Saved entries
____________________

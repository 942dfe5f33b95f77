//! File uploads.
//!
//! An [`UploadSpec`] names the file being uploaded and where its bytes come
//! from, plus any extra request fields passed through verbatim. The
//! [`encoder`] turns a spec into a streamed JSON request body.

pub mod encoder;

use std::path::PathBuf;

use bytes::Bytes;
use serde_json::{Map, Value};

use crate::api::ClientError;

pub use encoder::PreparedUpload;

/// Request field carrying the upload's file name.
pub const FILENAME_FIELD: &str = "filename";

/// Request field carrying the base64 payload.
pub const DATA_FIELD: &str = "data";

/// Where the uploaded bytes come from.
#[derive(Debug, Clone, PartialEq, Eq)]
pub enum UploadData {
    /// Read and encode a local file.
    File(PathBuf),
    /// Already base64-encoded content; validated before sending.
    Base64(String),
    /// Raw bytes, encoded while streaming.
    Bytes(Bytes),
}

/// One upload request.
#[derive(Debug, Clone, PartialEq)]
pub struct UploadSpec {
    filename: String,
    data: UploadData,
    fields: Map<String, Value>,
}

impl UploadSpec {
    /// Uploads the file at `path`; its path string doubles as the remote name.
    pub fn from_file(path: impl Into<PathBuf>) -> Self {
        let path = path.into();
        Self {
            filename: path.to_string_lossy().into_owned(),
            data: UploadData::File(path),
            fields: Map::new(),
        }
    }

    /// Uploads explicit content under `filename`.
    pub fn with_data(filename: impl Into<String>, data: UploadData) -> Self {
        Self {
            filename: filename.into(),
            data,
            fields: Map::new(),
        }
    }

    /// Builds a spec from free-form request fields.
    ///
    /// `filename` is required. A string `data` field is taken as pre-encoded
    /// content; otherwise `filename` is read as a local path. Every other
    /// field is sent unchanged.
    ///
    /// # Errors
    ///
    /// Returns [`ClientError::InvalidRequest`] if `filename` is missing, not a
    /// string, or empty, or if `data` is present but not a string.
    pub fn from_fields(mut fields: Map<String, Value>) -> Result<Self, ClientError> {
        let filename = match fields.remove(FILENAME_FIELD) {
            Some(Value::String(name)) if !name.trim().is_empty() => name,
            Some(Value::String(_)) | None => {
                return Err(ClientError::invalid_request("upload requires a non-empty `filename`"));
            }
            Some(other) => {
                return Err(ClientError::invalid_request(format!(
                    "`filename` must be a string, got {other}"
                )));
            }
        };
        let data = match fields.remove(DATA_FIELD) {
            Some(Value::String(encoded)) => UploadData::Base64(encoded),
            Some(Value::Null) | None => UploadData::File(PathBuf::from(&filename)),
            Some(_) => {
                return Err(ClientError::invalid_request("`data` must be a base64 string"));
            }
        };
        Ok(Self {
            filename,
            data,
            fields,
        })
    }

    /// Adds or replaces an extra request field. `filename` and `data` are
    /// controlled by the spec itself and are ignored here.
    #[must_use]
    pub fn field(mut self, key: impl Into<String>, value: impl Into<Value>) -> Self {
        let key = key.into();
        if key != FILENAME_FIELD && key != DATA_FIELD {
            self.fields.insert(key, value.into());
        }
        self
    }

    /// Remote file name.
    #[must_use]
    pub fn filename(&self) -> &str {
        &self.filename
    }

    /// Content source.
    #[must_use]
    pub fn data(&self) -> &UploadData {
        &self.data
    }

    /// Extra request fields.
    #[must_use]
    pub fn fields(&self) -> &Map<String, Value> {
        &self.fields
    }
}
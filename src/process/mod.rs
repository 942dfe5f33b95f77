//! Server-side processes and the poller that waits for them.
//!
//! Uploads and asynchronous downloads are handed off to server-side jobs
//! identified by opaque process ids. [`poll`] queries their status with
//! bounded concurrency until each reaches a terminal state or the time budget
//! runs out.

mod poller;
mod source;

use std::fmt;

use serde::{Deserialize, Serialize};

pub use poller::{PollPolicy, poll};
pub use source::{ApiProcessSource, ProcessStatusSource, parse_process};

/// Status of a server-side process.
#[derive(Debug, Clone, Copy, PartialEq, Eq, Hash, Serialize, Deserialize)]
#[serde(rename_all = "lowercase")]
pub enum ProcessStatus {
    /// Accepted and not finished yet.
    Queued,
    /// Completed successfully.
    Finished,
    /// Completed unsuccessfully.
    Failed,
}

impl ProcessStatus {
    /// Maps a server status string. Unknown in-progress states count as queued.
    #[must_use]
    pub fn from_server(raw: &str) -> Self {
        match raw.trim().to_ascii_lowercase().as_str() {
            "finished" | "done" | "completed" | "complete" | "success" => Self::Finished,
            "failed" | "cancelled" | "canceled" | "error" => Self::Failed,
            _ => Self::Queued,
        }
    }

    /// `finished` and `failed` need no further polling.
    #[must_use]
    pub fn is_terminal(self) -> bool {
        matches!(self, Self::Finished | Self::Failed)
    }

    /// Lowercase wire name.
    #[must_use]
    pub fn as_str(self) -> &'static str {
        match self {
            Self::Queued => "queued",
            Self::Finished => "finished",
            Self::Failed => "failed",
        }
    }
}

impl fmt::Display for ProcessStatus {
    fn fmt(&self, f: &mut fmt::Formatter<'_>) -> fmt::Result {
        f.write_str(self.as_str())
    }
}

/// One observed state of a server-side process.
#[derive(Debug, Clone, PartialEq, Eq, Serialize, Deserialize)]
pub struct QueuedProcess {
    /// Server-assigned identifier.
    pub id: String,
    /// Last observed status.
    pub status: ProcessStatus,
    /// Result location, present only for finished jobs that produce one.
    pub result_url: Option<String>,
}

impl QueuedProcess {
    /// A freshly accepted process.
    pub fn queued(id: impl Into<String>) -> Self {
        Self {
            id: id.into(),
            status: ProcessStatus::Queued,
            result_url: None,
        }
    }

    /// A process recorded as failed.
    pub fn failed(id: impl Into<String>) -> Self {
        Self {
            id: id.into(),
            status: ProcessStatus::Failed,
            result_url: None,
        }
    }
}

#[cfg(test)]
mod tests {
    use super::*;

    #[test]
    fn test_status_mapping() {
        assert_eq!(ProcessStatus::from_server("finished"), ProcessStatus::Finished);
        assert_eq!(ProcessStatus::from_server(" DONE "), ProcessStatus::Finished);
        assert_eq!(ProcessStatus::from_server("failed"), ProcessStatus::Failed);
        assert_eq!(ProcessStatus::from_server("cancelled"), ProcessStatus::Failed);
        assert_eq!(ProcessStatus::from_server("running"), ProcessStatus::Queued);
        assert_eq!(ProcessStatus::from_server(""), ProcessStatus::Queued);
    }

    #[test]
    fn test_terminal_states() {
        assert!(ProcessStatus::Finished.is_terminal());
        assert!(ProcessStatus::Failed.is_terminal());
        assert!(!ProcessStatus::Queued.is_terminal());
    }
}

____________________

▸ **Activity**: Each record is to be retyped exactly as written.

▸ **Answer space**:
repository 942dfe5f33b95f77
//! File uploads.
//!
//! An [`UploadSpec`] names the file being uploaded and where its bytes come
//! from, plus any extra request fields passed through verbatim. The
//! [`encoder`] turns a spec into a streamed JSON request body.

pub mod encoder;

use std::path::PathBuf;

use bytes::Bytes;
use serde_json::{Map, Value};

use crate::api::ClientError;

pub use encoder::PreparedUpload;

/// Request field carrying the upload's file name.
pub const FILENAME_FIELD: &str = "filename";

/// Request field carrying the base64 payload.
pub const DATA_FIELD: &str = "data";

/// Where the uploaded bytes come from.
#[derive(Debug, Clone, PartialEq, Eq)]
pub enum UploadData {
    /// Read and encode a local file.
    File(PathBuf),
    /// Already base64-encoded content; validated before sending.
    Base64(String),
    /// Raw bytes, encoded while streaming.
    Bytes(Bytes),
}

/// One upload request.
#[derive(Debug, Clone, PartialEq)]
pub struct UploadSpec {
    filename: String,
    data: UploadData,
    fields: Map<String, Value>,
}

impl UploadSpec {
    /// Uploads the file at `path`; its path string doubles as the remote name.
    pub fn from_file(path: impl Into<PathBuf>) -> Self {
        let path = path.into();
        Self {
            filename: path.to_string_lossy().into_owned(),
            data: UploadData::File(path),
            fields: Map::new(),
        }
    }

    /// Uploads explicit content under `filename`.
    pub fn with_data(filename: impl Into<String>, data: UploadData) -> Self {
        Self {
            filename: filename.into(),
            data,
            fields: Map::new(),
        }
    }

    /// Builds a spec from free-form request fields.
    ///
    /// `filename` is required. A string `data` field is taken as pre-encoded
    /// content; otherwise `filename` is read as a local path. Every other
    /// field is sent unchanged.
    ///
    /// # Errors
    ///
    /// Returns [`ClientError::InvalidRequest`] if `filename` is missing, not a
    /// string, or empty, or if `data` is present but not a string.
    pub fn from_fields(mut fields: Map<String, Value>) -> Result<Self, ClientError> {
        let filename = match fields.remove(FILENAME_FIELD) {
            Some(Value::String(name)) if !name.trim().is_empty() => name,
            Some(Value::String(_)) | None => {
                return Err(ClientError::invalid_request("upload requires a non-empty `filename`"));
            }
            Some(other) => {
                return Err(ClientError::invalid_request(format!(
                    "`filename` must be a string, got {other}"
                )));
            }
        };
        let data = match fields.remove(DATA_FIELD) {
            Some(Value::String(encoded)) => UploadData::Base64(encoded),
            Some(Value::Null) | None => UploadData::File(PathBuf::from(&filename)),
            Some(_) => {
                return Err(ClientError::invalid_request("`data` must be a base64 string"));
            }
        };
        Ok(Self {
            filename,
            data,
            fields,
        })
    }

    /// Adds or replaces an extra request field. `filename` and `data` are
    /// controlled by the spec itself and are ignored here.
    #[must_use]
    pub fn field(mut self, key: impl Into<String>, value: impl Into<Value>) -> Self {
        let key = key.into();
        if key != FILENAME_FIELD && key != DATA_FIELD {
            self.fields.insert(key, value.into());
        }
        self
    }

    /// Remote file name.
    #[must_use]
    pub fn filename(&self) -> &str {
        &self.filename
    }

    /// Content source.
    #[must_use]
    pub fn data(&self) -> &UploadData {
        &self.data
    }

    /// Extra request fields.
    #[must_use]
    pub fn fields(&self) -> &Map<String, Value> {
        &self.fields
    }
}
filename src/process/mod.rs
repository 942dfe5f33b95f77
//! Server-side processes and the poller that waits for them.
//!
//! Uploads and asynchronous downloads are handed off to server-side jobs
//! identified by opaque process ids. [`poll`] queries their status with
//! bounded concurrency until each reaches a terminal state or the time budget
//! runs out.

mod poller;
mod source;

use std::fmt;

use serde::{Deserialize, Serialize};

pub use poller::{PollPolicy, poll};
pub use source::{ApiProcessSource, ProcessStatusSource, parse_process};

/// Status of a server-side process.
#[derive(Debug, Clone, Copy, PartialEq, Eq, Hash, Serialize, Deserialize)]
#[serde(rename_all = "lowercase")]
pub enum ProcessStatus {
    /// Accepted and not finished yet.
    Queued,
    /// Completed successfully.
    Finished,
    /// Completed unsuccessfully.
    Failed,
}

impl ProcessStatus {
    /// Maps a server status string. Unknown in-progress states count as queued.
    #[must_use]
    pub fn from_server(raw: &str) -> Self {
        match raw.trim().to_ascii_lowercase().as_str() {
            "finished" | "done" | "completed" | "complete" | "success" => Self::Finished,
            "failed" | "cancelled" | "canceled" | "error" => Self::Failed,
            _ => Self::Queued,
        }
    }

    /// `finished` and `failed` need no further polling.
    #[must_use]
    pub fn is_terminal(self) -> bool {
        matches!(self, Self::Finished | Self::Failed)
    }

    /// Lowercase wire name.
    #[must_use]
    pub fn as_str(self) -> &'static str {
        match self {
            Self::Queued => "queued",
            Self::Finished => "finished",
            Self::Failed => "failed",
        }
    }
}

impl fmt::Display for ProcessStatus {
    fn fmt(&self, f: &mut fmt::Formatter<'_>) -> fmt::Result {
        f.write_str(self.as_str())
    }
}

/// One observed state of a server-side process.
#[derive(Debug, Clone, PartialEq, Eq, Serialize, Deserialize)]
pub struct QueuedProcess {
    /// Server-assigned identifier.
    pub id: String,
    /// Last observed status.
    pub status: ProcessStatus,
    /// Result location, present only for finished jobs that produce one.
    pub result_url: Option<String>,
}

impl QueuedProcess {
    /// A freshly accepted process.
    pub fn queued(id: impl Into<String>) -> Self {
        Self {
            id: id.into(),
            status: ProcessStatus::Queued,
            result_url: None,
        }
    }

    /// A process recorded as failed.
    pub fn failed(id: impl Into<String>) -> Self {
        Self {
            id: id.into(),
            status: ProcessStatus::Failed,
            result_url: None,
        }
    }
}

#[cfg(test)]
mod tests {
    use super::*;

    #[test]
    fn test_status_mapping() {
        assert_eq!(ProcessStatus::from_server("finished"), ProcessStatus::Finished);
        assert_eq!(ProcessStatus::from_server(" DONE "), ProcessStatus::Finished);
        assert_eq!(ProcessStatus::from_server("failed"), ProcessStatus::Failed);
        assert_eq!(ProcessStatus::from_server("cancelled"), ProcessStatus::Failed);
        assert_eq!(ProcessStatus::from_server("running"), ProcessStatus::Queued);
        assert_eq!(ProcessStatus::from_server(""), ProcessStatus::Queued);
    }

    #[test]
    fn test_terminal_states() {
        assert!(ProcessStatus::Finished.is_terminal());
        assert!(ProcessStatus::Failed.is_terminal());
        assert!(!ProcessStatus::Queued.is_terminal());
    }
}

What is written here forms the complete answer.